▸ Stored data
########################################
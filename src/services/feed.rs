//! Community feed
//!
//! Posts carry a copy of the author's profile fields taken when the post is
//! written. Later profile changes do not rewrite existing posts.

use serde::{Deserialize, Serialize};
use std::sync::Arc;

use super::profile::UserProfile;
use super::{ServiceError, ServiceResult};
use crate::identity::AuthUser;
use crate::storage::{collections, to_fields, Direction, DocumentStore, Query};

#[derive(Debug, Clone, PartialEq, Serialize, Deserialize)]
#[serde(rename_all = "camelCase")]
pub struct Post {
    #[serde(default)]
    pub id: String,
    pub content: String,
    pub user_id: String,
    pub user_email: String,
    pub user_state_code: String,
    pub user_batch: String,
    pub created_at: String,
}

#[derive(Clone)]
pub struct FeedService {
    store: Arc<dyn DocumentStore>,
}

impl FeedService {
    pub fn new(store: Arc<dyn DocumentStore>) -> Self {
        Self { store }
    }

    /// All posts, newest first
    pub async fn list(&self) -> ServiceResult<Vec<Post>> {
        let query = Query::collection(collections::POSTS).order_by("createdAt", Direction::Desc);

        let docs = self.store.query(&query).await?;
        let mut posts = Vec::with_capacity(docs.len());
        for doc in &docs {
            posts.push(doc.decode()?);
        }
        Ok(posts)
    }

    /// Write a post as `user`, then return the refreshed feed
    pub async fn create(
        &self,
        user: &AuthUser,
        profile: &UserProfile,
        content: &str,
    ) -> ServiceResult<Vec<Post>> {
        if content.trim().is_empty() {
            return Err(ServiceError::Validation(
                "Post content cannot be empty".to_string(),
            ));
        }

        let post = Post {
            id: String::new(),
            content: content.to_string(),
            user_id: user.uid.clone(),
            user_email: user.email.clone(),
            user_state_code: profile.state_code.clone(),
            user_batch: profile.batch.clone(),
            created_at: crate::timestamp_now(),
        };

        let doc = self.store.add(collections::POSTS, to_fields(&post)?).await?;
        tracing::info!(uid = %user.uid, post_id = %doc.id, "Post shared");

        self.list().await
    }
}

#[cfg(test)]
mod tests {
    use super::*;
    use crate::storage::LocalStore;

    fn author(uid: &str) -> (AuthUser, UserProfile) {
        let user = AuthUser {
            uid: uid.to_string(),
            email: format!("{}@example.com", uid),
        };
        let profile = UserProfile {
            id: uid.to_string(),
            email: user.email.clone(),
            state_code: "OY/24B/0420".to_string(),
            batch: "2024B".to_string(),
            created_at: crate::timestamp_now(),
            location: None,
            lga: None,
        };
        (user, profile)
    }

    async fn feed() -> FeedService {
        FeedService::new(Arc::new(LocalStore::in_memory().await))
    }

    #[tokio::test]
    async fn test_create_appends_one_tagged_post() {
        let feed = feed().await;
        let (user, profile) = author("u1");

        let before = feed.list().await.unwrap();
        assert!(before.is_empty());

        let after = feed.create(&user, &profile, "First day at camp").await.unwrap();
        assert_eq!(after.len(), 1);

        let post = &after[0];
        assert!(!post.id.is_empty());
        assert_eq!(post.content, "First day at camp");
        assert_eq!(post.user_id, "u1");
        assert_eq!(post.user_email, "u1@example.com");
        assert_eq!(post.user_state_code, "OY/24B/0420");
        assert_eq!(post.user_batch, "2024B");
    }

    #[tokio::test]
    async fn test_feed_is_newest_first() {
        let feed = feed().await;
        let (user, profile) = author("u1");

        feed.create(&user, &profile, "one").await.unwrap();
        tokio::time::sleep(std::time::Duration::from_millis(5)).await;
        feed.create(&user, &profile, "two").await.unwrap();
        tokio::time::sleep(std::time::Duration::from_millis(5)).await;
        let posts = feed.create(&user, &profile, "three").await.unwrap();

        let contents: Vec<&str> = posts.iter().map(|p| p.content.as_str()).collect();
        assert_eq!(contents, vec!["three", "two", "one"]);
    }

    #[tokio::test]
    async fn test_posts_keep_author_snapshot() {
        let feed = feed().await;
        let (user, mut profile) = author("u1");

        feed.create(&user, &profile, "before").await.unwrap();
        profile.state_code = "LA/24B/9999".to_string();
        let posts = feed.create(&user, &profile, "after").await.unwrap();

        let before = posts.iter().find(|p| p.content == "before").unwrap();
        let after = posts.iter().find(|p| p.content == "after").unwrap();
        assert_eq!(before.user_state_code, "OY/24B/0420");
        assert_eq!(after.user_state_code, "LA/24B/9999");
    }

    #[tokio::test]
    async fn test_empty_content_rejected() {
        let feed = feed().await;
        let (user, profile) = author("u1");

        assert!(matches!(
            feed.create(&user, &profile, "   ").await,
            Err(ServiceError::Validation(_))
        ));
        assert!(feed.list().await.unwrap().is_empty());
    }
}
//! Logging setup
//!
//! `RUST_LOG` wins over the configured level when set.

use tracing_subscriber::{layer::SubscriberExt, util::SubscriberInitExt, EnvFilter};

use crate::config::LoggingConfig;

/// Build the env filter for a configured level
fn env_filter(config: &LoggingConfig) -> EnvFilter {
    EnvFilter::try_from_default_env().unwrap_or_else(|_| {
        EnvFilter::new(format!("corpsnet={},tower_http=info", config.level))
    })
}

/// Install the global subscriber. Calling it twice is harmless.
pub fn init_logging(config: &LoggingConfig) {
    let registry = tracing_subscriber::registry().with(env_filter(config));

    let result = if config.format.eq_ignore_ascii_case("json") {
        registry
            .with(tracing_subscriber::fmt::layer().json())
            .try_init()
    } else {
        registry.with(tracing_subscriber::fmt::layer()).try_init()
    };

    if result.is_err() {
        tracing::debug!("Logging already initialised");
    }
}
use crate::storage::error::{StorageError, StorageResult};
use crate::storage::query::Query;
use crate::storage::snapshot::{read_snapshot, write_snapshot, Collections, CompressionType};
use crate::storage::types::{validate_segment, ChangeEvent, ChangeKind, Document, Fields, Mutation};
use crate::storage::wal::{WalSyncMode, WriteAheadLog};
use crate::storage::DocumentStore;

/// Configuration for the local store
#[derive(Debug, Clone)]
pub struct StoreConfig {
    /// Root directory for all data; `None` keeps everything in memory
    pub data_dir: Option<PathBuf>,
    /// WAL sync strategy
    pub wal_sync: WalSyncMode,
    /// Snapshot compression
    pub compression: CompressionType,
    /// How often the background task checks for compaction (default: 30s)
    pub compaction_interval_ms: u64,
    /// WAL entry count that triggers a background compaction (default: 1000)
    pub compaction_threshold: u64,
    /// Capacity of the change broadcast channel
    pub change_capacity: usize,
}

impl Default for StoreConfig {
    fn default() -> Self {
        Self {
            data_dir: Some(PathBuf::from("corpsnet_data")),
            wal_sync: WalSyncMode::Batched,
            compression: CompressionType::Lz4,
            compaction_interval_ms: 30_000,
            compaction_threshold: 1000,
            change_capacity: 1024,
        }
    }
}

impl StoreConfig {
    pub fn new(data_dir: impl Into<PathBuf>) -> Self {
        Self {
            data_dir: Some(data_dir.into()),
            ..Default::default()
        }
    }

    /// Store without any files
    pub fn in_memory() -> Self {
        Self {
            data_dir: None,
            ..Default::default()
        }
    }

    /// Get path to WAL file
    pub fn wal_path(&self) -> Option<PathBuf> {
        self.data_dir
            .as_ref()
            .map(|dir| dir.join("wal").join("current.wal"))
    }

    /// Get path to snapshot file
    pub fn snapshot_path(&self) -> Option<PathBuf> {
        self.data_dir
            .as_ref()
            .map(|dir| dir.join("snapshot").join("store.snap"))
    }

    /// Get path to the lock file guarding the data directory
    pub fn lock_path(&self) -> Option<PathBuf> {
        self.data_dir.as_ref().map(|dir| dir.join("LOCK"))
    }
}

/// Take the exclusive lock on a data directory.
///
/// The lock is held for as long as the returned file is open, so it goes
/// away with the process even after a crash.
fn lock_data_dir(path: &Path) -> StorageResult<File> {
    if let Some(parent) = path.parent() {
        fs::create_dir_all(parent)?;
    }
    let file = OpenOptions::new()
        .read(true)
        .write(true)
        .create(true)
        .truncate(false)
        .open(path)?;
    file.try_lock_exclusive()
        .map_err(|_| StorageError::Locked(path.display().to_string()))?;
    Ok(file)
}

/// The local document store
pub struct LocalStore {
    config: StoreConfig,
    /// collection → (id → document)
    collections: Arc<RwLock<Collections>>,
    /// Write-ahead log (absent for in-memory stores)
    wal: Option<Arc<RwLock<WriteAheadLog>>>,
    /// Change feed for live subscriptions
    changes: broadcast::Sender<ChangeEvent>,
    /// Shutdown signal
    shutdown: Arc<RwLock<bool>>,
    /// Exclusive lock on the data directory, released on drop
    _lock: Option<File>,
}

impl LocalStore {
    /// Open a store, restoring the latest snapshot and replaying the WAL
    pub async fn open(config: StoreConfig) -> StorageResult<Self> {
        let mut collections = Collections::new();
        let mut wal = None;
        let lock = config.lock_path().map(|path| lock_data_dir(&path)).transpose()?;

        if let (Some(wal_path), Some(snapshot_path)) = (config.wal_path(), config.snapshot_path()) {
            if let Some((header, restored)) = read_snapshot(&snapshot_path)? {
                tracing::info!(
                    documents = header.document_count,
                    collections = header.collection_count,
                    "Loaded snapshot"
                );
                collections = restored;
            }

            let log = WriteAheadLog::open(&wal_path, config.wal_sync)?;
            let recovered = log.recover()?;
            if !recovered.is_empty() {
                tracing::info!("Replaying {} mutations from WAL", recovered.len());
                for mutation in recovered {
                    apply_mutation(&mut collections, mutation);
                }
            }
            wal = Some(Arc::new(RwLock::new(log)));
        }

        let (changes, _) = broadcast::channel(config.change_capacity.max(1));

        Ok(Self {
            config,
            collections: Arc::new(RwLock::new(collections)),
            wal,
            changes,
            shutdown: Arc::new(RwLock::new(false)),
            _lock: lock,
        })
    }

    /// Open a store without files
    pub async fn in_memory() -> Self {
        let config = StoreConfig::in_memory();
        let (changes, _) = broadcast::channel(config.change_capacity);
        Self {
            config,
            collections: Arc::new(RwLock::new(Collections::new())),
            wal: None,
            changes,
            shutdown: Arc::new(RwLock::new(false)),
            _lock: None,
        }
    }

    /// Log, apply and announce a mutation
    async fn commit(&self, mutation: Mutation) -> StorageResult<Option<ChangeEvent>> {
        if *self.shutdown.read().await {
            return Err(StorageError::Closed);
        }

        let event = {
            // Holding the collections lock keeps WAL order identical to apply order
            let mut collections = self.collections.write().await;

            if let Mutation::Delete { collection, id } = &mutation {
                let exists = collections
                    .get(collection)
                    .map(|docs| docs.contains_key(id))
                    .unwrap_or(false);
                if !exists {
                    return Ok(None);
                }
            }

            if let Some(wal) = &self.wal {
                wal.write().await.append(&mutation)?;
            }

            apply_mutation(&mut collections, mutation)
        };

        // No receivers is fine: nobody is subscribed
        let _ = self.changes.send(event.clone());
        Ok(Some(event))
    }

    /// Write every collection to a snapshot and truncate the WAL
    pub async fn compact(&self) -> StorageResult<()> {
        let (Some(wal), Some(snapshot_path)) = (&self.wal, self.config.snapshot_path()) else {
            return Ok(());
        };

        // Read lock blocks writers until the WAL has been truncated
        let collections = self.collections.read().await;
        let mut wal = wal.write().await;

        if !wal.has_pending() && snapshot_path.exists() {
            return Ok(());
        }

        let header = write_snapshot(&snapshot_path, &collections, self.config.compression)?;
        wal.truncate()?;

        tracing::debug!(
            documents = header.document_count,
            bytes = header.payload_size,
            "Compacted store"
        );
        Ok(())
    }

    /// Start background compaction task
    pub fn start_background_compaction(self: &Arc<Self>) -> tokio::task::JoinHandle<()> {
        let store = Arc::clone(self);
        let period = Duration::from_millis(store.config.compaction_interval_ms.max(1));

        tokio::spawn(async move {
            let mut ticker = interval(period);

            loop {
                ticker.tick().await;

                if *store.shutdown.read().await {
                    break;
                }

                let pending = match &store.wal {
                    Some(wal) => wal.read().await.entry_count(),
                    None => break,
                };

                if pending >= store.config.compaction_threshold {
                    if let Err(e) = store.compact().await {
                        tracing::error!("Background compaction failed: {}", e);
                    }
                }
            }
        })
    }

    /// Get storage statistics
    pub async fn stats(&self) -> StoreStats {
        let collections = self.collections.read().await;

        let document_count = collections.values().map(|c| c.len()).sum();
        let estimated_bytes = collections
            .values()
            .flat_map(|c| c.values())
            .map(|d| d.estimated_size())
            .sum();

        let wal_entries = match &self.wal {
            Some(wal) => wal.read().await.entry_count(),
            None => 0,
        };

        let snapshot_size_bytes = self
            .config
            .snapshot_path()
            .and_then(|p| std::fs::metadata(p).ok())
            .map(|m| m.len())
            .unwrap_or(0);

        StoreStats {
            collection_count: collections.len(),
            document_count,
            estimated_bytes,
            wal_entries,
            snapshot_size_bytes,
        }
    }

    /// Whether the store has been shut down
    pub async fn is_shut_down(&self) -> bool {
        *self.shutdown.read().await
    }

    /// Shutdown the store gracefully
    pub async fn shutdown(&self) -> StorageResult<()> {
        self.compact().await?;

        if let Some(wal) = &self.wal {
            wal.write().await.sync()?;
        }

        *self.shutdown.write().await = true;
        Ok(())
    }

    /// Get the configuration
    pub fn config(&self) -> &StoreConfig {
        &self.config
    }
}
########################################
▸ PROMPT
Look through the entries, and return every line that the word "true" appears in.

▸ EXERCISE ANSWER
        .read(true)
        .write(true)
        .create(true)
        *self.shutdown.write().await = true;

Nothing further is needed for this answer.